The 46-year-old Topanga Canyon resident has metal in the lower half of his leg and a screw in his hip from an April 2013 injury, but that hasn’t stopped him from coming back to the Malibu event for the past four years.
This year, Kennedy is doing the International Distance Race, which consists of a 1.5-kilometer swim in the Pacific, 40K bike along Pacific Coast Highway and a 10K run back to Zuma Beach.
Kennedy did his first Nautica Malibu Triathlon in 2012.
He had been at a party when he heard an “older gentleman” about five years older than him talking about doing triathlons. While talking to another partygoer, the man agreed to do the Nautica Malibu Triathlon on the spot. The race was just a short five months away.
Kennedy said he thought to himself “if you’re going to do it, I’ll do it, too. That’s a great goal.”
The five months flew, and soon it was race day.
“I didn’t win, I didn’t do great, but I just loved the whole thing,” Kennedy said.
For Year 2, Kennedy set his sights on trimming his transition times — times he said he spent eating, posting to Facebook and the like more so than actually transitioning in Year 1.
Kennedy also decided to buy a road bike off of Craigslist.
He was training on the brand new road bike — one which he said was quite daunting, with gears that he didn’t quite know how to change — that he said he hadn’t ridden more than five miles on when it happened.

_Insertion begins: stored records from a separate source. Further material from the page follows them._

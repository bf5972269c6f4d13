//! CLI configuration
//!
//! Engine settings come from three layers: an optional YAML file, then environment variables,
//! then flags. clap resolves the last two; the file is merged underneath.

use std::{path::PathBuf, time::Duration};

use clap::Args;
use tenantgate::config::{ConfigError, EngineConfig, PartialEngineConfig};

/// Engine settings.
#[derive(Debug, Default, Args)]
pub struct EngineArgs {
    /// YAML configuration file; environment variables and flags override its values
    #[arg(long = "config", env = "TENANTGATE_CONFIG", global = true)]
    pub config_file: Option<PathBuf>,

    /// Registry file mapping tenants to subdomains
    #[arg(long, env = "TENANTGATE_REGISTRY_PATH", global = true)]
    pub registry_path: Option<PathBuf>,

    /// Credential cache file read by the connection pooler
    #[arg(long, env = "TENANTGATE_CACHE_PATH", global = true)]
    pub cache_path: Option<PathBuf>,

    /// Shared root hostname tenant subdomains live under
    #[arg(long, env = "TENANTGATE_ROOT_IDENTITY", global = true)]
    pub root_identity: Option<String>,

    /// Attempts per external call
    #[arg(long, env = "TENANTGATE_RETRY_LIMIT", global = true)]
    pub retry_limit: Option<u32>,

    /// Base delay between attempts in milliseconds
    #[arg(long, env = "TENANTGATE_RETRY_BACKOFF_MS", global = true)]
    pub retry_backoff_ms: Option<u64>,

    /// Directory for credential cache backups
    #[arg(long, env = "TENANTGATE_BACKUP_DIR", global = true)]
    pub backup_dir: Option<PathBuf>,

    /// Directory for lock files
    #[arg(long, env = "TENANTGATE_LOCK_DIR", global = true)]
    pub lock_dir: Option<PathBuf>,

    /// Longest wait in milliseconds for another operation on the same tenant
    #[arg(long, env = "TENANTGATE_TENANT_LOCK_TIMEOUT_MS", global = true)]
    pub tenant_lock_timeout_ms: Option<u64>,

    /// Platform administrator role receiving reassigned ownership
    #[arg(long, env = "TENANTGATE_ADMIN_ROLE", global = true)]
    pub admin_role: Option<String>,
}

impl EngineArgs {
    fn overrides(&self) -> PartialEngineConfig {
        PartialEngineConfig {
            registry_path: self.registry_path.clone(),
            cache_path: self.cache_path.clone(),
            root_identity: self.root_identity.clone(),
            retry_limit: self.retry_limit,
            retry_backoff_ms: self.retry_backoff_ms,
            backup_dir: self.backup_dir.clone(),
            lock_dir: self.lock_dir.clone(),
            tenant_lock_timeout_ms: self.tenant_lock_timeout_ms,
            admin_role: self.admin_role.clone(),
            ..PartialEngineConfig::default()
        }
    }

    /// Resolve the engine configuration.
    ///
    /// # Errors
    ///
    /// Returns a [`ConfigError`] when the file cannot be read, a required value is missing or
    /// validation fails.
    pub fn load(&self) -> Result<EngineConfig, ConfigError> {
        let file = match &self.config_file {
            Some(path) => PartialEngineConfig::from_yaml_file(path)?,
            None => PartialEngineConfig::default(),
        };

        file.merge(self.overrides()).into_config()
    }
}

/// Settings of the concrete collaborators.
#[derive(Debug, Args)]
pub struct AdapterArgs {
    /// Administrative `PostgreSQL` connection string; the `PG*` variables apply when unset
    #[arg(long, env = "DATABASE_URL", hide = true, global = true)]
    pub database_url: Option<String>,

    /// Service-manager unit of the connection pooler
    #[arg(
        long,
        env = "TENANTGATE_POOLER_UNIT",
        default_value = "pgbouncer",
        global = true
    )]
    pub pooler_unit: String,

    /// Seconds to wait for a single service-manager action
    #[arg(
        long,
        env = "TENANTGATE_POOLER_TIMEOUT_SECONDS",
        default_value_t = 30_u64,
        global = true
    )]
    pub pooler_timeout_seconds: u64,
}

impl AdapterArgs {
    /// Timeout for a single service-manager action.
    #[must_use]
    pub const fn pooler_timeout(&self) -> Duration {
        Duration::from_secs(self.pooler_timeout_seconds)
    }
}
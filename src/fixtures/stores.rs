//! Primary store fixtures

use std::collections::BTreeSet;

use rustc_hash::FxHashMap;
use serde::Deserialize;

use crate::{
    fixtures::{FixtureError, MemoryPrimaryStore, StoredObject, store::fake_scram_hash},
    identity::RoleName,
    secrets::SecretHash,
    store::{ObjectKind, ObjectRef},
};

/// Wrapper for a store in YAML
#[derive(Debug, Deserialize)]
#[serde(deny_unknown_fields)]
pub struct StoreFixture {
    /// Map of role name -> role fixture
    #[serde(default)]
    pub roles: FxHashMap<String, RoleFixture>,

    /// Map of database name -> database fixture
    #[serde(default)]
    pub databases: FxHashMap<String, DatabaseFixture>,
}

/// Role fixture from YAML
#[derive(Debug, Deserialize)]
#[serde(rename_all = "camelCase", deny_unknown_fields)]
pub struct RoleFixture {
    /// Plaintext password, hashed with [`fake_scram_hash`]
    pub password: Option<String>,

    /// Literal secret hash; wins over `password`
    pub secret_hash: Option<String>,

    /// Whether the role can log in
    #[serde(default = "default_login")]
    pub login: bool,
}

fn default_login() -> bool {
    true
}

/// Database fixture from YAML
#[derive(Debug, Deserialize)]
#[serde(deny_unknown_fields)]
pub struct DatabaseFixture {
    /// Owning role
    pub owner: String,

    /// Objects inside the database
    #[serde(default)]
    pub objects: Vec<ObjectFixture>,
}

/// Object reference within the same database
#[derive(Debug, Clone, Deserialize)]
pub struct ObjectRefFixture {
    /// Object kind
    pub kind: ObjectKind,

    /// Schema; defaults to `public`
    pub schema: Option<String>,

    /// Object name
    pub name: String,

    /// Parent object, e.g. the table of a constraint
    pub parent: Option<String>,
}

impl ObjectRefFixture {
    fn into_ref(self, database: &str) -> ObjectRef {
        ObjectRef {
            kind: self.kind,
            database: database.to_string(),
            schema: Some(self.schema.unwrap_or_else(|| "public".to_string())),
            name: self.name,
            parent: self.parent,
        }
    }
}

/// Object fixture from YAML
#[derive(Debug, Deserialize)]
#[serde(rename_all = "camelCase")]
pub struct ObjectFixture {
    /// Identity
    #[serde(flatten)]
    pub object: ObjectRefFixture,

    /// Owning role
    pub owner: String,

    /// Roles holding privileges
    #[serde(default)]
    pub grants: Vec<String>,

    /// Roles mentioned without ownership or a grant
    #[serde(default)]
    pub mentions: Vec<String>,

    /// Objects this one depends on
    #[serde(default)]
    pub depends_on: Vec<ObjectRefFixture>,

    /// Cannot be dropped or reassigned
    #[serde(default)]
    pub pinned: bool,
}

fn role_set(names: &[String]) -> Result<BTreeSet<RoleName>, FixtureError> {
    names
        .iter()
        .map(|name| RoleName::parse(name).map_err(FixtureError::from))
        .collect()
}

impl StoreFixture {
    /// Load into `store`.
    ///
    /// # Errors
    ///
    /// Returns an error if a name or hash is invalid, a role has neither a password nor a
    /// hash, or an object is declared twice.
    pub fn apply(self, store: &MemoryPrimaryStore) -> Result<(), FixtureError> {
        for (name, role) in self.roles {
            let role_name = RoleName::parse(&name)?;

            let secret_hash = match (role.secret_hash, role.password) {
                (Some(hash), _) => SecretHash::parse(&hash)?,
                (None, Some(password)) => fake_scram_hash(&role_name, &password)?,
                (None, None) => return Err(FixtureError::MissingSecret(name)),
            };

            store.add_role(role_name, secret_hash, role.login);
        }

        for (name, database) in self.databases {
            store.add_database(name.clone(), RoleName::parse(&database.owner)?);

            for object in database.objects {
                store.add_object(StoredObject {
                    object: object.object.into_ref(&name),
                    owner: RoleName::parse(&object.owner)?,
                    grants: role_set(&object.grants)?,
                    mentions: role_set(&object.mentions)?,
                    depends_on: object
                        .depends_on
                        .into_iter()
                        .map(|dependency| dependency.into_ref(&name))
                        .collect(),
                    pinned: object.pinned,
                })?;
            }
        }

        Ok(())
    }
}
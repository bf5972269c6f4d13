//! Tenantgate command-line adapters
//!
//! Concrete collaborators for the engine (the `PostgreSQL` primary store and the systemd pooler
//! controller) plus the configuration, logging and output layers of the `tenantgate` binary.

pub mod config;
pub mod errors;
pub mod observability;
pub mod output;
pub mod postgres;
pub mod systemd;
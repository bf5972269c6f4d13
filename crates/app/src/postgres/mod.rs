//! `PostgreSQL` adapter
//!
//! [`PgPrimaryStore`] implements the engine's primary store against a live cluster. Catalog
//! reads live in `sql/`; DDL is assembled from quoted identifiers because role and database
//! names cannot be bound as parameters.

use std::str::FromStr;

use sqlx::postgres::PgConnectOptions;

pub mod errors;
mod store;

pub use store::PgPrimaryStore;

/// Quote an identifier for interpolation into SQL.
#[must_use]
pub fn quote_ident(name: &str) -> String {
    format!("\"{}\"", name.replace('"', "\"\""))
}

/// Connection options from a URL, or from the `PG*` environment variables when `url` is `None`.
///
/// # Errors
///
/// Returns an error if the URL cannot be parsed.
pub fn connect_options(url: Option<&str>) -> Result<PgConnectOptions, sqlx::Error> {
    match url {
        Some(url) => PgConnectOptions::from_str(url),
        None => Ok(PgConnectOptions::new()),
    }
}

#[cfg(test)]
mod tests {
    use testresult::TestResult;

    use super::*;

    #[test]
    fn identifiers_are_double_quoted() {
        assert_eq!(quote_ident("alpha_owner"), "\"alpha_owner\"");
        assert_eq!(quote_ident("we\"ird"), "\"we\"\"ird\"");
    }

    #[test]
    fn urls_select_the_database() -> TestResult {
        let options = connect_options(Some("postgres://admin@db.internal:5432/postgres"))?;

        assert_eq!(options.get_database(), Some("postgres"));
        assert_eq!(options.get_host(), "db.internal");

        Ok(())
    }
}
//! Command output
//!
//! Text output prints `key: value` lines and a table for listings; JSON output prints a
//! single object whose `status` is `ok` or `error`.

use std::{fmt::Display, io};

use serde_json::{Value, json};
use tabled::{builder::Builder, settings::Style};

use crate::errors::CliError;

/// Output format of the command result.
#[derive(Clone, Copy, Debug, Default, PartialEq, Eq, clap::ValueEnum)]
pub enum OutputFormat {
    /// `key: value` lines.
    #[default]
    Text,

    /// One JSON object.
    Json,
}

#[derive(Debug, Clone, PartialEq, Eq)]
struct Listing {
    headers: Vec<&'static str>,
    rows: Vec<Vec<String>>,
}

/// Result of a successful command.
#[derive(Debug, Clone, PartialEq)]
pub struct Report {
    fields: Vec<(&'static str, String)>,
    listing: Option<Listing>,
    result: Value,
}

impl Report {
    /// Report whose JSON form carries `result`.
    #[must_use]
    pub fn new(result: Value) -> Self {
        Self {
            fields: Vec::new(),
            listing: None,
            result,
        }
    }

    /// Add a text line.
    #[must_use]
    pub fn field(mut self, key: &'static str, value: impl Display) -> Self {
        self.fields.push((key, value.to_string()));
        self
    }

    /// Add a text table.
    #[must_use]
    pub fn table(mut self, headers: Vec<&'static str>, rows: Vec<Vec<String>>) -> Self {
        self.listing = Some(Listing { headers, rows });
        self
    }

    /// Write the report in `format`.
    ///
    /// # Errors
    ///
    /// Returns an error if writing to `out` fails.
    pub fn write_to(&self, format: OutputFormat, mut out: impl io::Write) -> io::Result<()> {
        match format {
            OutputFormat::Text => {
                writeln!(out, "status: ok")?;

                for (key, value) in &self.fields {
                    writeln!(out, "{key}: {value}")?;
                }

                if let Some(listing) = &self.listing {
                    writeln!(out, "{}", render_table(listing))?;
                }

                Ok(())
            }
            OutputFormat::Json => {
                let document = json!({ "status": "ok", "result": self.result });

                writeln!(out, "{document}")
            }
        }
    }
}

fn render_table(listing: &Listing) -> String {
    let mut builder = Builder::default();

    builder.push_record(listing.headers.iter().copied());

    for row in &listing.rows {
        builder.push_record(row.iter().map(String::as_str));
    }

    let mut table = builder.build();
    table.with(Style::modern_rounded());

    table.to_string()
}

/// Write a failed command in `format`.
///
/// # Errors
///
/// Returns an error if writing to `out` fails.
pub fn write_error(
    error: &CliError,
    format: OutputFormat,
    mut out: impl io::Write,
) -> io::Result<()> {
    match format {
        OutputFormat::Text => {
            writeln!(out, "status: error")?;
            writeln!(out, "kind: {}", error.kind)?;
            writeln!(out, "message: {}", error.message)
        }
        OutputFormat::Json => {
            let document = json!({
                "status": "error",
                "kind": error.kind.as_str(),
                "message": error.message,
            });

            writeln!(out, "{document}")
        }
    }
}

#[cfg(test)]
mod tests {
    use tenantgate::errors::ErrorKind;
    use testresult::TestResult;

    use super::*;

    fn render(report: &Report, format: OutputFormat) -> TestResult<String> {
        let mut out = Vec::new();
        report.write_to(format, &mut out)?;

        Ok(String::from_utf8(out)?)
    }

    #[test]
    fn text_output_prints_fields_in_order() -> TestResult {
        let report = Report::new(json!({}))
            .field("tenant", "alpha")
            .field("hostname", "alpha.db.example.com");

        assert_eq!(
            render(&report, OutputFormat::Text)?,
            "status: ok\ntenant: alpha\nhostname: alpha.db.example.com\n"
        );

        Ok(())
    }

    #[test]
    fn text_output_renders_listings_as_tables() -> TestResult {
        let report = Report::new(json!([])).table(
            vec!["tenant", "status"],
            vec![vec!["alpha".to_string(), "live".to_string()]],
        );

        let text = render(&report, OutputFormat::Text)?;

        assert!(text.contains("tenant"));
        assert!(text.contains("alpha"));
        assert!(text.contains("live"));

        Ok(())
    }

    #[test]
    fn json_output_wraps_the_result() -> TestResult {
        let report = Report::new(json!({ "tenant": "alpha" })).field("tenant", "alpha");

        let value: Value = serde_json::from_str(&render(&report, OutputFormat::Json)?)?;

        assert_eq!(value, json!({ "status": "ok", "result": { "tenant": "alpha" } }));

        Ok(())
    }

    #[test]
    fn errors_carry_kind_and_message() -> TestResult {
        let error = CliError::new(ErrorKind::NotFound, "tenant alpha not found");
        let mut out = Vec::new();

        write_error(&error, OutputFormat::Json, &mut out)?;

        let value: Value = serde_json::from_slice(&out)?;

        assert_eq!(
            value,
            json!({
                "status": "error",
                "kind": "NotFound",
                "message": "tenant alpha not found",
            })
        );

        Ok(())
    }
}
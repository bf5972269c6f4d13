//! Fixtures
//!
//! In-memory collaborators for tests and local experiments, plus YAML fixture sets describing
//! primary store contents and credential cache files.

use std::{fs, path::PathBuf, sync::Arc};

use thiserror::Error;

use crate::{identity::NameError, secrets::SecretHashError, store::StoreError};

pub mod controller;
pub mod store;
pub mod stores;

pub use controller::RecordingController;
pub use store::{MemoryPrimaryStore, StoredObject, fake_scram_hash};
pub use stores::StoreFixture;

/// Fixture Parsing Errors
#[derive(Debug, Error)]
pub enum FixtureError {
    /// IO error reading fixture files
    #[error("Failed to read fixture file: {0}")]
    Io(#[from] std::io::Error),

    /// YAML parsing error
    #[error("Failed to parse YAML: {0}")]
    Yaml(#[from] serde_norway::Error),

    /// Invalid role or tenant name
    #[error("Invalid name: {0}")]
    InvalidName(#[from] NameError),

    /// Invalid literal secret hash
    #[error("Invalid secret hash: {0}")]
    InvalidHash(#[from] SecretHashError),

    /// Role without password or hash
    #[error("Role {0} has neither a password nor a secret hash")]
    MissingSecret(String),

    /// Store rejected the fixture contents
    #[error("Failed to populate store: {0}")]
    Store(#[from] StoreError),

    /// No cache loaded
    #[error("No credential cache loaded")]
    NoCache,
}

/// Fixture
#[derive(Debug)]
pub struct Fixture {
    /// Base path for fixture files
    base_path: PathBuf,

    /// Store populated by [`Fixture::load_store`]
    store: Arc<MemoryPrimaryStore>,

    /// Raw credential cache contents
    cache: Option<String>,
}

impl Default for Fixture {
    fn default() -> Self {
        Self::new()
    }
}

impl Fixture {
    /// Create a new empty fixture with default base path
    pub fn new() -> Self {
        Self::with_base_path("./fixtures")
    }

    /// Create a new empty fixture with custom base path
    pub fn with_base_path(base_path: impl Into<PathBuf>) -> Self {
        Self {
            base_path: base_path.into(),
            store: Arc::new(MemoryPrimaryStore::new()),
            cache: None,
        }
    }

    /// Load roles, databases and objects from `stores/{name}.yml`
    ///
    /// # Errors
    ///
    /// Returns an error if the file cannot be read or parsed, or its contents are invalid.
    pub fn load_store(&mut self, name: &str) -> Result<&mut Self, FixtureError> {
        let file_path = self.base_path.join("stores").join(format!("{name}.yml"));
        let contents = fs::read_to_string(&file_path)?;
        let fixture: StoreFixture = serde_norway::from_str(&contents)?;

        fixture.apply(&self.store)?;

        Ok(self)
    }

    /// Load raw credential cache contents from `caches/{name}.txt`
    ///
    /// # Errors
    ///
    /// Returns an error if the file cannot be read.
    pub fn load_cache(&mut self, name: &str) -> Result<&mut Self, FixtureError> {
        let file_path = self.base_path.join("caches").join(format!("{name}.txt"));

        self.cache = Some(fs::read_to_string(&file_path)?);

        Ok(self)
    }

    /// Load a store fixture by name
    ///
    /// # Errors
    ///
    /// Returns an error if the store fixture cannot be loaded.
    pub fn from_set(name: &str) -> Result<Self, FixtureError> {
        let mut fixture = Self::new();

        fixture.load_store(name)?;

        Ok(fixture)
    }

    /// Shared handle to the store
    pub fn store(&self) -> Arc<MemoryPrimaryStore> {
        Arc::clone(&self.store)
    }

    /// Loaded cache contents
    ///
    /// # Errors
    ///
    /// Returns [`FixtureError::NoCache`] if no cache was loaded.
    pub fn cache(&self) -> Result<&str, FixtureError> {
        self.cache.as_deref().ok_or(FixtureError::NoCache)
    }
}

“I turned a right-hand bend and I had my right foot pedal down, and that’s when I flipped off this thing,” Kennedy recalled.
With a busted hip and leg, he was taken to the hospital.
“Trying to get healthier and do better actually put me in the hospital,” Kennedy joked.
That summer, Kennedy sat the Nautica Malibu Triathlon out. But the spirit of the event made him determined to come back.
“Out of all of the triathlons, on the West Coast certainly, [the Nautica Malibu Triathlon] is by far the best one,” he said.
Kennedy is also no stranger to injury — and it’s actually what initially led him toward picking up swimming.
Before moving to America in 2003, Kennedy was a professional rugby player. During one match in 2001, a player jumped on Kennedy’s leg and snapped in 90 degrees, he said. Still in shock, Kennedy sat up, grabbed his foot and bent it back.
“The bone was sticking out of my leg,” Kennedy recalled.
That, too, resulted in a metal plate — that time in his shin.
That was when he took up swimming.
“Two-mile ocean swims every weekend became my thing,” he said.
Now, Kennedy is again facing an obstacle, as he said he dislocated his shoulder about six weeks back.
Still, though, he is determined to make it to the Nautica Malibu Triathlon. Kennedy said he has been running about three times a week and planned to bike this past weekend, but swimming is going to be his biggest obstacle, he predicted, and he may need to do the breaststroke if his shoulder isn’t strong enough by race day.
“I’m just going to be trying just to complete and be part of the sport rather than beat my best time [a 2015 International Distance finish of 3 hours, 11 minutes and 4 seconds],” Kennedy said.
Certainly, Kennedy has the determination on his side.
And while he’s tried many other events, including a half ironman and various triathlons throughout California, the Nautica Malibu Triathlon stands out from the rest, he said.
“This year, I only picked the Nautica because I think out of all of them this one is a the most beautiful, the most scenic, the most well organized,” Kennedy said. “It has the best atmosphere and the bike ride is phenomenal.”